During the OPEC secretary general’s visits in late August, Iraq and Kazakhstan reinforced their commitment to compliance by outlining their plans for production adjustments to meet the compensation schedules they had submitted. Measures such as advancing field maintenance plans, reducing production, and delaying spot sales were discussed as ways to achieve full conformity with the required production levels. The countries also committed to adjusting compensation plans for any over produced volumes in August. The decision to extend additional voluntary production cuts was made in the context of these ongoing efforts to ensure compliance and meet compensation schedules.
This decision to extend the voluntary production cuts comes amidst falling crude prices and the need to maintain stability in the oil market. The countries involved have shown a commitment to working together to address overproduction and ensure compliance with the agreed-upon production levels. The flexibility to pause or reverse the adjustments as necessary gives these countries the ability to respond to changing market conditions and ensure that the oil market remains stable. By extending the voluntary production cuts, the countries are working towards achieving a balanced and sustainable oil market in the long term.

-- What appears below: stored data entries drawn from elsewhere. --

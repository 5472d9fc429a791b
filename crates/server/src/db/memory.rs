//! In-process cart store.
//!
//! Backs `MERKATO_STORE=memory` and the handler tests. A single mutex guards
//! every cart, so a merge is trivially atomic.

use std::collections::HashMap;

use async_trait::async_trait;
use chrono::Utc;
use merkato_core::{
    AnonymousId, Cart, CartLines, CartOwner, MergeReport, QuantityPolicy, UserId, merge_lines,
};
use tokio::sync::Mutex;
use tracing::{debug, instrument};

use super::{CartStore, RepositoryError};

/// Cart store held in process memory. Contents are lost on restart.
#[derive(Debug, Default)]
pub struct MemoryCartStore {
    carts: Mutex<HashMap<CartOwner, Cart>>,
}

impl MemoryCartStore {
    /// Create an empty store.
    #[must_use]
    pub fn new() -> Self {
        Self::default()
    }

    /// Number of stored carts.
    pub async fn len(&self) -> usize {
        self.carts.lock().await.len()
    }

    /// Whether no carts are stored.
    pub async fn is_empty(&self) -> bool {
        self.carts.lock().await.is_empty()
    }
}

#[async_trait]
impl CartStore for MemoryCartStore {
    async fn get(&self, owner: &CartOwner) -> Result<Option<Cart>, RepositoryError> {
        Ok(self.carts.lock().await.get(owner).cloned())
    }

    #[instrument(skip(self, lines), fields(owner = %owner, lines = lines.len()))]
    async fn replace(&self, owner: &CartOwner, lines: &CartLines) -> Result<Cart, RepositoryError> {
        let cart = Cart::new(owner.clone(), lines.clone());
        self.carts.lock().await.insert(owner.clone(), cart.clone());
        Ok(cart)
    }

    #[instrument(skip(self, policy), fields(user_id = %user_id))]
    async fn merge_anonymous(
        &self,
        anonymous_id: &AnonymousId,
        user_id: UserId,
        policy: &QuantityPolicy,
    ) -> Result<MergeReport, RepositoryError> {
        let user = CartOwner::User(user_id);
        let mut carts = self.carts.lock().await;

        let source = carts.remove(&CartOwner::Anonymous(anonymous_id.clone()));
        let target_lines = carts
            .get(&user)
            .map(|cart| cart.lines.clone())
            .unwrap_or_default();

        let Some(source) = source.filter(|cart| !cart.lines.is_empty()) else {
            debug!("No anonymous cart to merge");
            return Ok(MergeReport::noop(target_lines));
        };

        let merged = merge_lines(&target_lines, &source.lines, policy);
        carts.insert(
            user.clone(),
            Cart {
                owner: user,
                lines: merged.lines.clone(),
                updated_at: Utc::now(),
            },
        );
        drop(carts);

        debug!(clamped = merged.clamped.len(), "Merged anonymous cart");
        Ok(MergeReport::merged(merged))
    }

    async fn delete(&self, owner: &CartOwner) -> Result<bool, RepositoryError> {
        Ok(self.carts.lock().await.remove(owner).is_some())
    }

    async fn ping(&self) -> Result<(), RepositoryError> {
        Ok(())
    }
}

#[cfg(test)]
#[allow(clippy::unwrap_used)]
mod tests {
    use merkato_core::{CartLine, MergeStatus, ProductId, Quantity};

    use super::*;

    fn lines(items: &[(&str, u32)]) -> CartLines {
        items
            .iter()
            .map(|(p, q)| CartLine::new(ProductId::parse(p).unwrap(), Quantity::new(*q).unwrap()))
            .collect()
    }

    fn anonymous(id: &str) -> CartOwner {
        CartOwner::Anonymous(AnonymousId::parse(id).unwrap())
    }

    #[tokio::test]
    async fn test_replace_overwrites() {
        let store = MemoryCartStore::new();
        let owner = anonymous("anon1");

        store.replace(&owner, &lines(&[("A", 1), ("B", 2)])).await.unwrap();
        store.replace(&owner, &lines(&[("C", 3)])).await.unwrap();

        let cart = store.get(&owner).await.unwrap().unwrap();
        assert_eq!(cart.lines, lines(&[("C", 3)]));
        assert_eq!(store.len().await, 1);
    }

    #[tokio::test]
    async fn test_merge_sums_and_deletes_source() {
        let store = MemoryCartStore::new();
        let user = CartOwner::User(UserId::new(7));
        store.replace(&user, &lines(&[("A", 3), ("B", 1)])).await.unwrap();
        store.replace(&anonymous("anon1"), &lines(&[("A", 2)])).await.unwrap();

        let report = store
            .merge_anonymous(
                &AnonymousId::parse("anon1").unwrap(),
                UserId::new(7),
                &QuantityPolicy::unlimited(),
            )
            .await
            .unwrap();

        assert_eq!(report.status, MergeStatus::Merged);
        assert_eq!(report.lines, lines(&[("A", 5), ("B", 1)]));
        assert!(store.get(&anonymous("anon1")).await.unwrap().is_none());
        assert_eq!(
            store.get(&user).await.unwrap().unwrap().lines,
            lines(&[("A", 5), ("B", 1)])
        );
    }

    #[tokio::test]
    async fn test_repeat_merge_is_noop() {
        let store = MemoryCartStore::new();
        store.replace(&anonymous("anon1"), &lines(&[("A", 2)])).await.unwrap();
        let anonymous_id = AnonymousId::parse("anon1").unwrap();
        let policy = QuantityPolicy::unlimited();

        let first = store
            .merge_anonymous(&anonymous_id, UserId::new(1), &policy)
            .await
            .unwrap();
        let second = store
            .merge_anonymous(&anonymous_id, UserId::new(1), &policy)
            .await
            .unwrap();

        assert_eq!(first.status, MergeStatus::Merged);
        assert_eq!(second.status, MergeStatus::NoOp);
        assert_eq!(second.lines, lines(&[("A", 2)]));
    }

    #[tokio::test]
    async fn test_empty_anonymous_cart_is_noop_and_removed() {
        let store = MemoryCartStore::new();
        store.replace(&anonymous("anon1"), &CartLines::new()).await.unwrap();

        let report = store
            .merge_anonymous(
                &AnonymousId::parse("anon1").unwrap(),
                UserId::new(1),
                &QuantityPolicy::unlimited(),
            )
            .await
            .unwrap();

        assert_eq!(report.status, MergeStatus::NoOp);
        assert!(store.is_empty().await);
    }

    #[tokio::test]
    async fn test_merge_clamps_and_reports_partial() {
        let store = MemoryCartStore::new();
        store.replace(&CartOwner::User(UserId::new(1)), &lines(&[("A", 4)])).await.unwrap();
        store.replace(&anonymous("anon1"), &lines(&[("A", 4), ("B", 1)])).await.unwrap();

        let report = store
            .merge_anonymous(
                &AnonymousId::parse("anon1").unwrap(),
                UserId::new(1),
                &QuantityPolicy::with_max(Quantity::new(5).unwrap()),
            )
            .await
            .unwrap();

        assert_eq!(report.status, MergeStatus::Partial);
        assert_eq!(report.lines, lines(&[("A", 5), ("B", 1)]));
        assert_eq!(report.clamped.len(), 1);
        assert_eq!(report.clamped[0].requested.get(), 8);
        assert_eq!(report.clamped[0].applied.get(), 5);
    }

    #[tokio::test]
    async fn test_delete() {
        let store = MemoryCartStore::new();
        let owner = anonymous("anon1");
        store.replace(&owner, &lines(&[("A", 1)])).await.unwrap();

        assert!(store.delete(&owner).await.unwrap());
        assert!(!store.delete(&owner).await.unwrap());
    }
}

The extension of the voluntary production cuts until the end of November 2024 shows the dedication of the countries involved to supporting oil market stability. By gradually phasing out these cuts on a monthly basis starting from December 1, 2024, the countries are taking a measured approach to adjusting production levels. The commitment to fully compensate for overproduced volumes by September 2025 demonstrates a commitment to accountability and compliance with the agreed-upon production adjustments. This decision reflects the ongoing efforts of these countries to work together to address challenges in the oil market and ensure stability for the benefit of all stakeholders.
Overall, the agreement to extend the voluntary production cuts by Saudi Arabia and 7 other OPEC+ countries demonstrates a commitment to cooperation and transparency in the oil market. By working together to address overproduction and ensure compliance with production adjustments, these countries are contributing to stability in the oil market. The decision to extend the cuts until the end of November 2024, with a gradual phase-out starting in December, shows a thoughtful and measured approach to managing production levels. As the countries continue to work towards full compliance and meet their compensation schedules, they are taking important steps towards a more stable and sustainable oil market for the future.